Here we will use the same training dataset to calculate the training time and accuracy of the model.

# importing the lightgbm model
import lightgbm as lgbm

# starting the time
start = dt.now()

# Default parameters
lgbm_clf = lgbm.LGBMClassifier(iterations = 100)
# training the model
lgbm_clf.fit(x_train,y_train)
# Ending the time after training
running_secs = (dt.now() - start)
# printing the training time
print("The training time is : ", running_secs)

Output:

boosting-algorithms-in-machine-learning-training-of-lightgbm

Notice that the training time of LightGBM is significantly less than other boosting algorithms mentioned above. Let us also calculate the accuracy as well.

# testing the adaptive boosting model
lgbm_pred = lgbm_clf.predict(x_test)
# finding the accuracy
accuracy_score(y_test,lgbm_pred)

Output:

boosting-algorithm-in-machine-learning-accuracy-of-lightgbm

Again we get 75% accuracy for the LighGBM model as well.

CatBoost

CatBoost (Categorical Boosting) is an open-source software library developed by Yandex, which was released in 2017. It is also used for regression and classification problems. It also automatically converts string/object values to categorical values, apart from handling null values.

This algorithm is designed to work with categorical features and works similarly to Gradient and XGboost algorithms. Still, it has some advanced features which make it more reliable, fast, and accurate.

Let us calculate the training time and accuracy of the CatBoost algorithm on the training dataset.
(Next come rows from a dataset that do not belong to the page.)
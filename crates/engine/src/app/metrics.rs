/// Aggregated frame timing over one reporting interval.
#[derive(Debug, Clone, Copy, Default, PartialEq)]
pub struct FrameStats {
    pub fps: f32,
    pub mean_frame_ms: f32,
    pub max_frame_ms: f32,
    pub frames: u32,
}

/// Collects frame deltas against host timestamps in milliseconds, so the
/// same accumulator serves the windowed loop and headless runs.
#[derive(Debug)]
pub struct FrameStatsAccumulator {
    interval_ms: f64,
    interval_start_ms: Option<f64>,
    frames: u32,
    delta_sum_ms: f64,
    delta_max_ms: f64,
    last: Option<FrameStats>,
}

impl FrameStatsAccumulator {
    pub fn new(interval_ms: f64) -> Self {
        Self {
            interval_ms: interval_ms.max(1.0),
            interval_start_ms: None,
            frames: 0,
            delta_sum_ms: 0.0,
            delta_max_ms: 0.0,
            last: None,
        }
    }

    pub fn record_frame(&mut self, now_ms: f64, delta_ms: f64) {
        if self.interval_start_ms.is_none() {
            self.interval_start_ms = Some(now_ms);
        }
        let delta_ms = delta_ms.max(0.0);
        self.frames = self.frames.saturating_add(1);
        self.delta_sum_ms += delta_ms;
        self.delta_max_ms = self.delta_max_ms.max(delta_ms);
    }

    /// Closes the interval once it has elapsed and returns its stats.
    pub fn maybe_snapshot(&mut self, now_ms: f64) -> Option<FrameStats> {
        let start = self.interval_start_ms?;
        let elapsed_ms = now_ms - start;
        if elapsed_ms < self.interval_ms {
            return None;
        }

        let mean_frame_ms = if self.frames == 0 {
            0.0
        } else {
            self.delta_sum_ms / f64::from(self.frames)
        };
        let stats = FrameStats {
            fps: (f64::from(self.frames) * 1000.0 / elapsed_ms.max(f64::EPSILON)) as f32,
            mean_frame_ms: mean_frame_ms as f32,
            max_frame_ms: self.delta_max_ms as f32,
            frames: self.frames,
        };

        self.interval_start_ms = Some(now_ms);
        self.frames = 0;
        self.delta_sum_ms = 0.0;
        self.delta_max_ms = 0.0;
        self.last = Some(stats);
        Some(stats)
    }

    /// Most recent closed interval, for on-screen display.
    pub fn last(&self) -> Option<FrameStats> {
        self.last
    }

    /// Forgets the open interval. Used when the loop resumes after a pause so
    /// the paused time does not count as one long frame.
    pub fn reset(&mut self) {
        self.interval_start_ms = None;
        self.frames = 0;
        self.delta_sum_ms = 0.0;
        self.delta_max_ms = 0.0;
    }
}

#[cfg(test)]
mod tests {
    use super::*;

    #[test]
    fn snapshot_computes_expected_values() {
        let mut stats = FrameStatsAccumulator::new(1000.0);
        stats.record_frame(0.0, 10.0);
        stats.record_frame(500.0, 30.0);

        let snapshot = stats.maybe_snapshot(1000.0).expect("interval elapsed");

        assert_eq!(snapshot.frames, 2);
        assert!((snapshot.fps - 2.0).abs() < 0.001);
        assert!((snapshot.mean_frame_ms - 20.0).abs() < 0.001);
        assert!((snapshot.max_frame_ms - 30.0).abs() < 0.001);
        assert_eq!(stats.last(), Some(snapshot));
    }

    #[test]
    fn snapshot_not_emitted_before_interval() {
        let mut stats = FrameStatsAccumulator::new(1000.0);
        assert!(stats.maybe_snapshot(5000.0).is_none());

        stats.record_frame(100.0, 16.0);
        assert!(stats.maybe_snapshot(600.0).is_none());
    }

    #[test]
    fn reset_discards_open_interval() {
        let mut stats = FrameStatsAccumulator::new(1000.0);
        stats.record_frame(0.0, 16.0);
        stats.reset();
        stats.record_frame(10_000.0, 16.0);

        assert!(stats.maybe_snapshot(10_500.0).is_none());
        let snapshot = stats.maybe_snapshot(11_000.0).expect("interval elapsed");
        assert_eq!(snapshot.frames, 1);
    }
}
# importing the classifier
from catboost import CatBoostClassifier
# starting the time
start = dt.now()

# Default parameters
cat_clf = CatBoostClassifier(iterations=100)
# training the model
cat_clf.fit(x_train,y_train)
# Ending the time after training
running_secs = (dt.now() - start)
# printing the training time
print("The training time is : ", running_secs)

Output:

boosting-algorithms-in-machine-learning-catboost-training-time

Notice that the training time of the CatBoost model is 0.351296 seconds. Let us also calculate the accuracy of the model.

# testing the adaptive boosting model
cat_pred = cat_clf.predict(x_test)
# finding the accuracy
accuracy_score(y_test,cat_pred)

Output:

boosting

The CatBoost model also gives an accuracy score of 75%

Comparing the training time of boosting algorithms

As we saw that the accuracies of each of the boosting models were nearly the same, the only difference was in the training time. But we cannot generalize based on the observations above and say one boosting algorithm is better than the other. Because the training time and accuracy usually depend on the data we are considering. For example, one model can perform well on one dataset but not on the other set. So, the accuracy and training time results are limited to only the given dataset.

The following is the order of training time for boosting algorithms on our dataset.

boosting-algorithms-training-times

Summary

In this article, we discussed Booting in machine learning and its importance. Boosting is an ensemble learning method combining weak learners into strong learners to minimize training errors. Also, we covered some of the popular Boosting algorithms and compared them based on their training time.